But how well have employees actually done on the retirement front? Not too well, according to today’s Wall Street Journal (Employers Grab Reins of Workers’ 401(k)s). What’s happening?
…20-30% of eligible Americans don’t participate in their company’s 401(k) plan. Those that do often jeopardize their retirement security, such as stashing all their savings in a low-return money-market fund.
They also tend to invest too little (often missing out on their employer’s match), invest heavily in the stock of their own company (remember Enron?), and do other foolish things. So what are employers doing about it?
- Automatic enrollment, even making people opt out again and again if they insist on not participating
- Setting the contribution amounts and increasing them over time
- Picking employees’ investments or narrowing the number of available choices
Who knows, maybe someone will suggest companies look at how they administer health insurance as a model for retirement benefits!

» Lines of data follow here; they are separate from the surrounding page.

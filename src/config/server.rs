//! Server configuration

use serde::Deserialize;
use std::net::SocketAddr;

use super::error::ValidationError;

/// Server configuration
#[derive(Debug, Clone, Deserialize)]
pub struct ServerConfig {
    /// Host address to bind to
    #[serde(default = "default_host")]
    pub host: String,

    /// Port to listen on
    #[serde(default = "default_port")]
    pub port: u16,

    /// Environment name
    #[serde(default = "default_environment")]
    pub environment: Environment,

    /// Rust log filter directive, overridden by `RUST_LOG`
    #[serde(default = "default_log_level")]
    pub log_level: String,

    /// Log output format
    #[serde(default)]
    pub log_format: LogFormat,
}

/// Application environment
#[derive(Debug, Clone, Deserialize, PartialEq, Eq, Default)]
#[serde(rename_all = "lowercase")]
pub enum Environment {
    #[default]
    Development,
    Staging,
    Production,
}

/// Log line layout
#[derive(Debug, Clone, Copy, Deserialize, PartialEq, Eq, Default)]
#[serde(rename_all = "lowercase")]
pub enum LogFormat {
    #[default]
    Compact,
    Json,
}

impl ServerConfig {
    /// Listen address built from `host` and `port`.
    pub fn socket_addr(&self) -> Result<SocketAddr, ValidationError> {
        format!("{}:{}", self.host, self.port)
            .parse()
            .map_err(|_| ValidationError::InvalidHost(self.host.clone()))
    }

    pub fn is_production(&self) -> bool {
        self.environment == Environment::Production
    }

    /// Rejects port 0 and hosts that do not parse as an IP address.
    pub fn validate(&self) -> Result<(), ValidationError> {
        if self.port == 0 {
            return Err(ValidationError::InvalidPort);
        }
        self.socket_addr()?;
        Ok(())
    }
}

impl Default for ServerConfig {
    fn default() -> Self {
        Self {
            host: default_host(),
            port: default_port(),
            environment: default_environment(),
            log_level: default_log_level(),
            log_format: LogFormat::default(),
        }
    }
}

fn default_host() -> String {
    "0.0.0.0".to_string()
}

fn default_port() -> u16 {
    6001
}

fn default_environment() -> Environment {
    Environment::Development
}

fn default_log_level() -> String {
    "info,pushline=debug".to_string()
}
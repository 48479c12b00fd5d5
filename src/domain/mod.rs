//! Domain layer: the vocabulary of connections, channels and presence.
//!
//! # Module Organization
//!
//! - `ids` - App and socket identifiers
//! - `channel` - Channel naming conventions and server-to-user addressing
//! - `presence` - Presence members, user identity and socket snapshots
//! - `socket` - Live connection handle with its outbox
//! - `cluster` - Request kinds and outcomes of the cross-node protocol

mod channel;
mod cluster;
mod ids;
mod presence;
mod socket;

pub use channel::{
    is_presence_channel, server_to_user_channel, server_to_user_target, ChannelKind,
    SERVER_TO_USER_PREFIX,
};
pub use cluster::{RequestOutcome, RequestType};
pub use ids::{AppId, SocketId};
pub use presence::{PresenceMember, SocketInfo, UserData};
pub use socket::{Frame, Outbox, Socket, SocketError, DEFAULT_OUTBOX_CAPACITY};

In my view, 401(k)s are a lot simpler for employees to understand than health care. In a 401(k) you can make one or two decisions and then be on auto-pilot. For example, just contributing the maximum amount and picking a target-date retirement fund is about all that’s really needed. Results can be easily and objectively measured over time and compared with benchmarks. We’ll never be able to do that in health care.
I don’t totally discount the 401(K) analogy but when we it we should at least acknowledge that the 401(k) experience has been far from perfect and that health care is going to be a harder nut to crack.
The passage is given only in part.